Health care providers will be influential in how clients perceive microbicides (67). Counselors will need training to promote and provide microbicides without bias and in a nonjudgmental way to anyone who wants them. They also need to understand and be able to explain to individual users that microbicides are only partially effective in preventing STIs (22).

For people at risk of HIV and other STIs, counseling messages could advise using a condom every time they have sex. If they cannot use a condom, they should use a microbicide. Providers also could ask women to consider whether their partners will discontinue condom use if they begin to use microbicides (125). Providers should help clients to understand the relatively lower effectiveness against HIV of microbicides compared with consistent and correct use of condoms and encourage consistent and correct condom users to continue using condoms instead of switching to microbicides (22, 28, 106).

How would people obtain microbicides? To help ensure access, microbicides should not require a doctor’s prescription and should be available through a broad range of outlets, including pharmacies, health clinics, family planning clinics, community health workers, shops, taxi stands, markets, convenience stores, bars, and workplace dispensaries (1, 22). Community-based organizations also will have an important role in distributing microbicides to the groups they serve (1, 22, 94).

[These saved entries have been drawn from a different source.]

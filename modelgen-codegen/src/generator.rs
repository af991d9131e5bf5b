//! The generation run: every selected target, rendered in memory.

use std::{
    collections::HashSet,
    path::{Path, PathBuf},
};

use eyre::WrapErr;
use modelgen_core::{File, GeneratedFile, WriteResult};
use modelgen_schema::{Context, Metadata, Target};
use serde::Serialize;
use tracing::{debug, info};

use crate::{
    constraints::CompositeConstraintProvider,
    error::{GenerationError, Result},
    factory::FactoryDeps,
    render::render_scope,
    scope::Scope,
    type_converter::{JavaTypeConverter, TypeConverter},
};

/// File name of the scope dump written next to the generated sources.
pub const SCOPES_FILE: &str = "scopes.json";

/// Runs the scope factories and renders their scopes.
pub struct Generator<'a> {
    metadata: &'a Metadata,
    converter: Box<dyn TypeConverter>,
    constraints: CompositeConstraintProvider,
    targets: Vec<Target>,
}

impl<'a> Generator<'a> {
    /// Generator for all targets with the built-in converter and constraints.
    pub fn new(metadata: &'a Metadata) -> Self {
        Self {
            metadata,
            converter: Box::new(JavaTypeConverter),
            constraints: CompositeConstraintProvider::new(),
            targets: Target::all(),
        }
    }

    /// Restrict the run to the given targets. They still run in [`Target`] order.
    pub fn with_targets(mut self, targets: impl IntoIterator<Item = Target>) -> Self {
        let mut targets: Vec<_> = targets.into_iter().collect();
        targets.sort();
        targets.dedup();
        self.targets = targets;
        self
    }

    pub fn with_converter(mut self, converter: impl TypeConverter + 'static) -> Self {
        self.converter = Box::new(converter);
        self
    }

    pub fn with_constraints(mut self, constraints: CompositeConstraintProvider) -> Self {
        self.constraints = constraints;
        self
    }

    pub fn targets(&self) -> &[Target] {
        &self.targets
    }

    fn deps(&self) -> FactoryDeps<'_> {
        FactoryDeps {
            metadata: self.metadata,
            converter: self.converter.as_ref(),
            constraints: &self.constraints,
        }
    }

    /// Run every selected factory. The first failure aborts the run.
    pub fn create_scopes(&self, context: &Context) -> Result<Vec<TargetScopes>> {
        let deps = self.deps();
        self.targets
            .iter()
            .map(|&target| {
                let factory = deps.factory(target);
                let scopes = factory.create(context)?;
                info!("{}: {} scope(s)", target, scopes.len());
                for scope in &scopes {
                    debug!("{}: {}", target, scope.class_name());
                }
                Ok(TargetScopes {
                    target,
                    template_path: factory.template_path(),
                    scopes,
                })
            })
            .collect()
    }

    /// Create and render all scopes. Nothing is written to disk.
    pub fn run(&self, context: &Context) -> Result<GenerationOutput> {
        let targets = self.create_scopes(context)?;

        let mut seen = HashSet::new();
        let mut files = Vec::new();
        for group in &targets {
            for scope in &group.scopes {
                let file = render_scope(scope, group.template_path);
                if !seen.insert(file.relative_path().to_path_buf()) {
                    return Err(GenerationError::DuplicateOutput {
                        path: file.relative_path().to_path_buf(),
                    });
                }
                files.push(file);
            }
        }
        info!("rendered {} file(s)", files.len());

        Ok(GenerationOutput { targets, files })
    }
}

/// Scopes produced for one target.
#[derive(Debug, Clone, Serialize)]
#[serde(rename_all = "camelCase")]
pub struct TargetScopes {
    pub target: Target,
    pub template_path: &'static str,
    pub scopes: Vec<Scope>,
}

/// Everything a run produced, held in memory until written.
#[derive(Debug, Clone)]
pub struct GenerationOutput {
    targets: Vec<TargetScopes>,
    files: Vec<File>,
}

/// Outcome of writing a [`GenerationOutput`].
#[derive(Debug, Clone, Default)]
pub struct WriteSummary {
    pub written: Vec<PathBuf>,
    pub unchanged: Vec<PathBuf>,
}

impl GenerationOutput {
    pub fn targets(&self) -> &[TargetScopes] {
        &self.targets
    }

    pub fn files(&self) -> &[File] {
        &self.files
    }

    pub fn scope_count(&self) -> usize {
        self.targets.iter().map(|t| t.scopes.len()).sum()
    }

    /// The scope list as pretty JSON.
    pub fn scopes_json(&self) -> serde_json::Result<String> {
        serde_json::to_string_pretty(&self.targets)
    }

    /// Write every generated file under `output_dir`.
    pub fn write(&self, output_dir: &Path) -> eyre::Result<WriteSummary> {
        let mut summary = WriteSummary::default();
        for file in &self.files {
            let path = file.relative_path().to_path_buf();
            match file.write(output_dir)? {
                WriteResult::Unchanged => summary.unchanged.push(path),
                WriteResult::Written => summary.written.push(path),
            }
        }
        Ok(summary)
    }

    /// Write the scope dump as `scopes.json` under `output_dir`.
    pub fn write_scopes(&self, output_dir: &Path) -> eyre::Result<WriteResult> {
        let json = self
            .scopes_json()
            .wrap_err("failed to serialize scopes")?;
        File::new(SCOPES_FILE, json + "\n").write(output_dir)
    }
}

When health providers offer microbicides, they also can offer education, counseling, and support, which will be especially useful with their introduction. Also, preparing for the addition of microbicides to national supply chain systems will help ensure that they reach rural areas as well as urban areas. Planning for distribution needs to take account of the specific characteristics of each microbicide such as storage requirements, shelf life, and biostability—the ability of a microbicide product to maintain its physical and chemical integrity (1).

Will microbicides be affordable? Where the need for microbicides is greatest, they will require subsidization by international donor agencies and national governments (22, 81). According to one estimate, buying, distributing, and marketing microbicides to 10% of urban women in 66 low- and middle-income countries would cost almost US$2 billion per year (62). This figure is based on the assumption that microbicides would cost US$1 per application, including shipping, storage, and transportation—a cost unaffordable for many people in developing countries. Some microbicide developers consider this unit cost to be an overestimate. CONRAD is aiming for a cost that is substantially lower—ideally, 10 US cents per application or less (30).

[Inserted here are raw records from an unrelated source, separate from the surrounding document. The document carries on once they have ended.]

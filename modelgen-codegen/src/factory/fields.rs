use std::collections::HashMap;

use modelgen_core::JAVA_NAMING;
use modelgen_schema::{Column, EnumProvider};

use super::EnumScopeFactory;
use crate::{
    constraints::{CompositeConstraintProvider, ConstraintProvider},
    error::{GenerationError, Result},
    scope::Field,
    type_converter::{JavaType, TypeConverter, split_array},
};

/// Turns columns into fields: type resolution plus constraints.
#[derive(Clone, Copy)]
pub struct FieldResolver<'a> {
    converter: &'a dyn TypeConverter,
    constraints: &'a CompositeConstraintProvider,
    enums: &'a EnumProvider,
}

impl<'a> FieldResolver<'a> {
    pub fn new(
        converter: &'a dyn TypeConverter,
        constraints: &'a CompositeConstraintProvider,
        enums: &'a EnumProvider,
    ) -> Self {
        Self {
            converter,
            constraints,
            enums,
        }
    }

    /// Java type of a column. Registered enum types resolve to their
    /// qualified enum class; everything else goes through the type converter.
    pub fn resolve_type(&self, column: &Column) -> Result<JavaType> {
        let (element, collection) = split_array(column.sql_type());
        match self.enums.find(element) {
            Some(definition) => Ok(JavaType {
                class_name: EnumScopeFactory::qualified_class_name(&definition.name),
                collection,
            }),
            None => self.converter.convert(column),
        }
    }

    /// Field named after the column.
    pub fn field(&self, column: &Column) -> Result<Field> {
        self.named_field(JAVA_NAMING.field_name(column.name()), column)
    }

    /// Field with an explicit name, typed and constrained by the column.
    pub fn named_field(&self, name: String, column: &Column) -> Result<Field> {
        let java_type = self.resolve_type(column)?;
        let constraints = self
            .constraints
            .constraints_for(column.sql_type(), &java_type.class_name);

        Ok(Field {
            name,
            type_name: java_type.type_string(),
            constraints,
        })
    }
}

/// Ordered fields of one class, rejecting identifier collisions.
pub(crate) struct FieldSet<'s> {
    class_name: &'s str,
    fields: Vec<Field>,
    sources: HashMap<String, String>,
}

impl<'s> FieldSet<'s> {
    pub fn new(class_name: &'s str) -> Self {
        Self {
            class_name,
            fields: Vec::new(),
            sources: HashMap::new(),
        }
    }

    /// Append a field produced from `source` (a column path used in errors).
    pub fn push(&mut self, field: Field, source: &str) -> Result<()> {
        if let Some(first) = self.sources.get(&field.name) {
            return Err(GenerationError::DuplicateField {
                class_name: self.class_name.to_string(),
                field: field.name,
                first: first.clone(),
                second: source.to_string(),
            });
        }
        self.sources.insert(field.name.clone(), source.to_string());
        self.fields.push(field);
        Ok(())
    }

    pub fn into_fields(self) -> Vec<Field> {
        self.fields
    }
}

#[cfg(test)]
mod tests {
    use modelgen_schema::Metadata;

    use super::*;
    use crate::JavaTypeConverter;

    fn with_resolver(metadata: &str, f: impl FnOnce(FieldResolver<'_>)) {
        let metadata: Metadata = metadata.parse().unwrap();
        let constraints = CompositeConstraintProvider::new();
        f(FieldResolver::new(
            &JavaTypeConverter,
            &constraints,
            &metadata.enums,
        ));
    }

    #[test]
    fn test_date_field() {
        with_resolver("", |resolver| {
            let field = resolver.field(&Column::new("birth_date", "date")).unwrap();

            assert_eq!(field.name, "birthDate");
            assert_eq!(field.type_name, "java.time.LocalDate");
            assert_eq!(field.constraints.len(), 1);
        });
    }

    #[test]
    fn test_reserved_field_name_escaped() {
        with_resolver("", |resolver| {
            let field = resolver.field(&Column::new("default", "text")).unwrap();
            assert_eq!(field.name, "default_");
        });
    }

    #[test]
    fn test_enum_column_resolves_to_enum_class() {
        let metadata = r#"
            [[enum]]
            name = "person_status"
            values = [{ code = "ACTIVE" }]
        "#;
        with_resolver(metadata, |resolver| {
            let field = resolver.field(&Column::new("status", "person_status")).unwrap();
            assert_eq!(field.type_name, "model.dto.enumeration.PersonStatus");
            assert!(field.constraints.is_empty());

            let field = resolver.field(&Column::new("history", "_person_status")).unwrap();
            assert_eq!(
                field.type_name,
                "java.util.List<model.dto.enumeration.PersonStatus>"
            );
        });
    }

    #[test]
    fn test_field_set_rejects_collisions() {
        let mut set = FieldSet::new("PersonModel");
        let field = |name: &str| Field {
            name: name.to_string(),
            type_name: "java.lang.String".to_string(),
            constraints: Vec::new(),
        };

        set.push(field("addressLine"), "address_line").unwrap();
        let err = set.push(field("addressLine"), "addressLine").unwrap_err();

        assert!(matches!(
            err,
            GenerationError::DuplicateField { ref first, ref second, .. }
                if first == "address_line" && second == "addressLine"
        ));
    }
}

Many women, however, say they would be willing to pay a high price for the ideal microbicide. In the 1996–97 Brazil study, for example, almost half of the 635 women surveyed were willing to pay up to US$5 per application (41). Similarly, a 1998 study among 4,000 urban women in 11 countries found that women would be willing to pay several times the price of a condom for a microbicide (52).

The total cost of offering microbicides in specific countries will reflect not only the production costs of the product itself but also the costs of registration, shipping, tariffs, duties, taxes, logistics systems, marketing, and similar expenses. Packaging and applicators are likely to account for a substantial proportion of the total cost (1).

The price of microbicides to consumers can be kept down. Governments could provide production incentives, including low-interest loans for building manufacturing plants. Reproductive health organizations and governments could buy microbicides and applicators in bulk and build on existing distribution systems for delivering microbicide products to users (1). If international donors and governments work together to devise finance strategies, microbicides could be accessible and affordable to all who want them (22).